1.3. Stratégies de contrôle de Salmonella spp et autres opportunistes de la volaille

1.3.2. Les alternatives aux antibiotiques

1.3.2.7. Les bactériocines

1.3.2.7.2. Applications des propriétés anti-infectieuses des bactériocines

1.3.2.7.2.1. Alimentaires

Les bactériocines servent en industrie alimentaire à la préservation et à la biosécurité des aliments. Elles ont un potentiel de bio-préservation de la viande, des produits laitiers, du poisson, des boissons alcoolisées, des salades, des aliments appertisés, des produits à base d’œufs, des légumes fermentés et des produits de boulangerie que l’on peut combiner ou non avec d’autres méthodes de conservation. Elles peuvent être également utilisées dans les emballages alimentaires (Cotter et al., 2005).

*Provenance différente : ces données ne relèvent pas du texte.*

//! Binance Stream Message Types
//!
//! Wire format types for Binance spot WebSocket streams. Field names follow
//! the exchange's single-letter keys; unknown fields are ignored.
//!
//! # References
//!
//! - [WebSocket Streams](https://developers.binance.com/docs/binance-spot-api-docs/web-socket-streams)
//! - [User Data Streams](https://developers.binance.com/docs/binance-spot-api-docs/user-data-stream)

use rust_decimal::Decimal;
use serde::{Deserialize, Serialize};

// =============================================================================
// Envelopes
// =============================================================================

/// Combined-stream wrapper: `{"stream": "...", "data": {...}}`.
#[derive(Debug, Deserialize)]
pub struct CombinedEnvelope {
    /// Stream name (`btcusdt@trade`, or the listen key for user data).
    pub stream: String,
    /// Event payload.
    pub data: serde_json::Value,
}

/// Reply to a `SUBSCRIBE` / `UNSUBSCRIBE` request.
#[derive(Debug, Deserialize)]
pub struct ControlReply {
    /// Request id echoed back.
    pub id: serde_json::Value,
    /// Error details, if the request failed.
    #[serde(default)]
    pub error: Option<ControlError>,
}

/// Error carried by a control reply.
#[derive(Debug, Deserialize)]
pub struct ControlError {
    /// Error code.
    pub code: i64,
    /// Error message.
    pub msg: String,
}

/// Live subscription request.
#[derive(Debug, Clone, PartialEq, Eq, Serialize)]
pub struct SubscribeRequest {
    /// Always `SUBSCRIBE`.
    pub method: &'static str,
    /// Stream names.
    pub params: Vec<String>,
    /// Request id.
    pub id: u64,
}

impl SubscribeRequest {
    /// Subscribe to `streams`.
    #[must_use]
    pub const fn new(streams: Vec<String>, id: u64) -> Self {
        Self {
            method: "SUBSCRIBE",
            params: streams,
            id,
        }
    }
}

// =============================================================================
// Market Streams
// =============================================================================

/// `<symbol>@trade`
#[derive(Debug, Deserialize)]
pub struct TradeMessage {
    /// Event time (ms).
    #[serde(rename = "E")]
    pub event_time: i64,
    /// Symbol.
    #[serde(rename = "s")]
    pub symbol: String,
    /// Trade id.
    #[serde(rename = "t")]
    pub trade_id: u64,
    /// Price.
    #[serde(rename = "p")]
    pub price: Decimal,
    /// Quantity.
    #[serde(rename = "q")]
    pub quantity: Decimal,
    /// Trade time (ms).
    #[serde(rename = "T")]
    pub trade_time: i64,
    /// Whether the buyer was the maker.
    #[serde(rename = "m")]
    pub buyer_is_maker: bool,
}

/// `<symbol>@ticker`
#[derive(Debug, Deserialize)]
pub struct DailyTickerMessage {
    /// Event time (ms).
    #[serde(rename = "E")]
    pub event_time: i64,
    /// Symbol.
    #[serde(rename = "s")]
    pub symbol: String,
    /// Last price.
    #[serde(rename = "c")]
    pub last_price: Decimal,
    /// Best bid price.
    #[serde(rename = "b")]
    pub bid_price: Decimal,
    /// Best bid quantity.
    #[serde(rename = "B")]
    pub bid_quantity: Decimal,
    /// Best ask price.
    #[serde(rename = "a")]
    pub ask_price: Decimal,
    /// Best ask quantity.
    #[serde(rename = "A")]
    pub ask_quantity: Decimal,
}

/// `<symbol>@bookTicker` (no event type field).
#[derive(Debug, Deserialize)]
pub struct BookTickerMessage {
    /// Order book update id.
    #[serde(rename = "u")]
    pub update_id: u64,
    /// Symbol.
    #[serde(rename = "s")]
    pub symbol: String,
    /// Best bid price.
    #[serde(rename = "b")]
    pub bid_price: Decimal,
    /// Best bid quantity.
    #[serde(rename = "B")]
    pub bid_quantity: Decimal,
    /// Best ask price.
    #[serde(rename = "a")]
    pub ask_price: Decimal,
    /// Best ask quantity.
    #[serde(rename = "A")]
    pub ask_quantity: Decimal,
}

/// `<symbol>@depth` / `<symbol>@depth@100ms`
#[derive(Debug, Deserialize)]
pub struct DepthUpdateMessage {
    /// Event time (ms).
    #[serde(rename = "E")]
    pub event_time: i64,
    /// Symbol.
    #[serde(rename = "s")]
    pub symbol: String,
    /// First update id in event.
    #[serde(rename = "U")]
    pub first_update_id: u64,
    /// Final update id in event.
    #[serde(rename = "u")]
    pub final_update_id: u64,
    /// Bid levels as `[price, quantity]`.
    #[serde(rename = "b")]
    pub bids: Vec<(Decimal, Decimal)>,
    /// Ask levels as `[price, quantity]`.
    #[serde(rename = "a")]
    pub asks: Vec<(Decimal, Decimal)>,
}

// =============================================================================
// User Data Stream
// =============================================================================

/// `outboundAccountPosition`
#[derive(Debug, Deserialize)]
pub struct AccountPositionMessage {
    /// Event time (ms).
    #[serde(rename = "E")]
    pub event_time: i64,
    /// Changed balances.
    #[serde(rename = "B")]
    pub balances: Vec<BalanceMessage>,
}

/// One balance inside `outboundAccountPosition`.
#[derive(Debug, Deserialize)]
pub struct BalanceMessage {
    /// Asset.
    #[serde(rename = "a")]
    pub asset: String,
    /// Free amount.
    #[serde(rename = "f")]
    pub free: Decimal,
    /// Locked amount.
    #[serde(rename = "l")]
    pub locked: Decimal,
}

/// `executionReport`
#[derive(Debug, Deserialize)]
pub struct ExecutionReportMessage {
    /// Event time (ms).
    #[serde(rename = "E")]
    pub event_time: i64,
    /// Symbol.
    #[serde(rename = "s")]
    pub symbol: String,
    /// Client order id.
    #[serde(rename = "c")]
    pub client_order_id: String,
    /// Side (`BUY` / `SELL`).
    #[serde(rename = "S")]
    pub side: String,
    /// Order type.
    #[serde(rename = "o")]
    pub order_type: String,
    /// Order quantity.
    #[serde(rename = "q")]
    pub quantity: Decimal,
    /// Order price.
    #[serde(rename = "p")]
    pub price: Decimal,
    /// Current order status.
    #[serde(rename = "X")]
    pub status: String,
    /// Order id.
    #[serde(rename = "i")]
    pub order_id: u64,
    /// Cumulative filled quantity.
    #[serde(rename = "z")]
    pub filled_quantity: Decimal,
}

/// `listenKeyExpired`
#[derive(Debug, Deserialize)]
pub struct ListenKeyExpiredMessage {
    /// Event time (ms).
    #[serde(rename = "E")]
    pub event_time: i64,
}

La nisine (Nisaplin, Danisco) et la pédiocine PA-1 (ALTA 2431, Quest) sont aujourd’hui déjà commercialisées comme additif alimentaire (Cotter et al., 2005). La nisine est reconnue sécuritaire par la FDA (American Food and Drug Administration). Elle est utilisée pour la préservation du lait, de la viande, des produits végétaux ainsi que pour la préservation des produits de la mer (Le Blay et al., 2012). On ajoute dans l’aliment la bactériocine purifiée, semi-purifiée ou la souche productrice de la bactériocine (Cotter et al., 2005). Plusieurs études in vitro ont été réalisées pour évaluer le potentiel anti-infectieux de bactériocines telles que la nisine de Lactococcus lactis spp. et la divergicine M35 de Carnobacterium divergens contre Listeria monocytogenes (Chung, Dickson, & Crouse, 1989; Tahiri et al., 2004; Naghmouchi et al., 2006; Dabour, Zihler, Kheadr, Lacroix, & Fliss, 2009).

1.3.2.7.2.2. Vétérinaires

L’utilisation de bactériocines ou de souches productrices de bactériocines intéresse grandement le milieu vétérinaire dans la lutte contre certaines maladies. La mammite bovine est une infection intra-mammaire bactérienne très coûteuse pour l’industrie laitière. Elle est causée la plupart du temps par Staphylococcus

aureus, Streptococcus uberis et Streptococcus dysgalactiae. La nisine est déjà utilisée et commercialisée avec

succès pour la prévention et le traitement de cette maladie (Wipe Out®Dairy Wipes, Immucell, Portland, ME, USA). D’autres bactériocines potentielles ont été caractérisées et présentent de bons résultats. C’est le cas de la lacticine 3147, de la morricine 269 et de la kurstacine 287 qui sont efficaces contre S. aureus, alors que ce dernier est résistant aux antibiotiques commerciaux (Hammami et al., 2013). La lactococcose est une maladie du poisson qui engendre de grosses pertes économiques dans les milieux de la pêche et de l’aquaculture. Elle est causée par le pathogène Lactococcus garvieae. Les souches bactériennes L. lactis TW34 et L. garvieae DCC43 produisent respectivement la TW34 et la garvicine ML qui ont démontré in vitro une activité inhibitrice significative contre L. garvieae et qui pourraient ainsi devenir un moyen de lutte efficace contre ce pathogène (Sequeiros, Vallejo, Marguet, & Olivera, 2010; Borrero et al., 2011; Hammami et al., 2013).

1.3.2.7.2.3. Médicales

Au niveau médical, plusieurs études ont mis en évidence in vitro et in vivo avec succès l’efficacité thérapeutique des bactériocines dans le traitement d’infections nosocomiales, systémiques, cutanées, orales, respiratoires, gastro-intestinales et uro-génitales humaines (Hammami et al., 2013).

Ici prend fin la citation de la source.